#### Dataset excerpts
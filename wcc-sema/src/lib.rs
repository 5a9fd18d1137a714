//! wcc C-to-WebAssembly compiler - Semantic Analysis and Lowering
//!
//! This crate is the processor at the heart of the compiler. It consumes
//! the parsed AST and produces the typed, memory-addressed IR:
//! - Type utilities: sizes, unpacking, compatibility, conversions
//! - Compile-time evaluation: constant folding and type resolution
//! - Symbol table: scopes, tags, the data segment, the function table
//! - Initializer unpacking: nested braces to stores or bytes
//! - Expression processing: typed scalar bundles with explicit conversions
//! - Statement processing: blocks, selection, iteration, jumps
//! - The driver walk over top-level items

pub mod constfold;
pub mod errors;
pub mod expressions;
pub mod initializer;
pub mod modules;
pub mod processor;
pub mod statements;
pub mod symbols;
pub mod types;

pub use constfold::{Constant, Evaluator};
pub use errors::ProcessingError;
pub use modules::{ModuleFunction, ModuleRepository, ModuleSignatures};
pub use processor::{ProcessedOutput, Processor};
pub use symbols::{SymbolEntry, SymbolTable};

#### Try it
Identify the lines above with the word "errors". Copy them.

#### Response below
pub mod errors;
pub use errors::ProcessingError;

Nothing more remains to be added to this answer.